Validation of an Abridged Breast Cancer Risk Prediction Model for the General Population

Accurate breast cancer risk prediction could improve risk -reduction paradigms if thoughtfully used in clinical practice. Identification of at-risk women is the first step in tailoring risk screening and risk-reduction protocols to women's needs. Using the UK Biobank, we validated a simple risk model to predict breast cancer risk in the general population. Our simple breast cancer risk (BRISK) model integrates a combination of impactful breast cancer-associated risk factors including extended family history and polygenic risk allowing for the removal of moderate factors cur-rently found in comprehensive traditional models. Using two versions of BRISK, differing by 77-single-nucleotide polymorphisms (SNP) versus 313-SNP polygenic risk score integration, we found improved discrimination and risk categorization of both BRISK models compared with one the most well-known models, the Breast Cancer Risk Assessment Tool (BRCAT).

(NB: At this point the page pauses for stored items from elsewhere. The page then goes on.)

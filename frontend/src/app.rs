use yew::{classes, html, Component, Context, Html};

use crate::components::seva::form::SevaFormComponent;
use crate::components::seva::table::SevaTableComponent;
use crate::components::seva::trash::TrashComponent;

/// The three pages of the management interface.
#[derive(Clone, Copy, PartialEq, Eq)]
pub enum Page {
    Entries,
    NewEntry,
    Trash,
}

impl Page {
    fn label(self) -> &'static str {
        match self {
            Page::Entries => "सेवा सूची",
            Page::NewEntry => "नई सेवा",
            Page::Trash => "ट्रैश",
        }
    }
}

pub enum Msg {
    SetPage(Page),
}

pub struct App {
    page: Page,
}

impl Component for App {
    type Message = Msg;
    type Properties = ();

    fn create(_ctx: &Context<Self>) -> Self {
        Self { page: Page::Entries }
    }

    fn update(&mut self, _ctx: &Context<Self>, msg: Self::Message) -> bool {
        match msg {
            Msg::SetPage(page) => {
                if self.page == page {
                    false
                } else {
                    self.page = page;
                    true
                }
            }
        }
    }

    fn view(&self, ctx: &Context<Self>) -> Html {
        let link = ctx.link();
        let nav_button = |page: Page| {
            html! {
                <button
                    class={classes!("nav-btn", if self.page == page { "active" } else { "" })}
                    onclick={link.callback(move |_| Msg::SetPage(page))}
                >
                    { page.label() }
                </button>
            }
        };

        html! {
            <div>
                <nav class="nav-bar">
                    { nav_button(Page::Entries) }
                    { nav_button(Page::NewEntry) }
                    { nav_button(Page::Trash) }
                </nav>
                {
                    match self.page {
                        Page::Entries => html! { <SevaTableComponent /> },
                        Page::NewEntry => html! { <SevaFormComponent /> },
                        Page::Trash => html! { <TrashComponent /> },
                    }
                }
            </div>
        }
    }
}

Over a 5-year period, at-risk women classified >= 3% 5-year risk by BRISK had a 1.829 (95% CI = 1.710-1.956) times increased incidence of breast cancer compared with the population, which was higher than the 1.413 (95% CI = 1.217-1.640) times increased incidence for women classified >= 3% by BCRAT. Prevention Relevance: In this prospective population -based cohort study, we show the improved performance of a new risk assessment model compared with a gold-standard model (BCRAT). The classification of at-risk women using this new model highlights the opportunity to improve risk stratification and implement existing clinical risk-reduction interventions.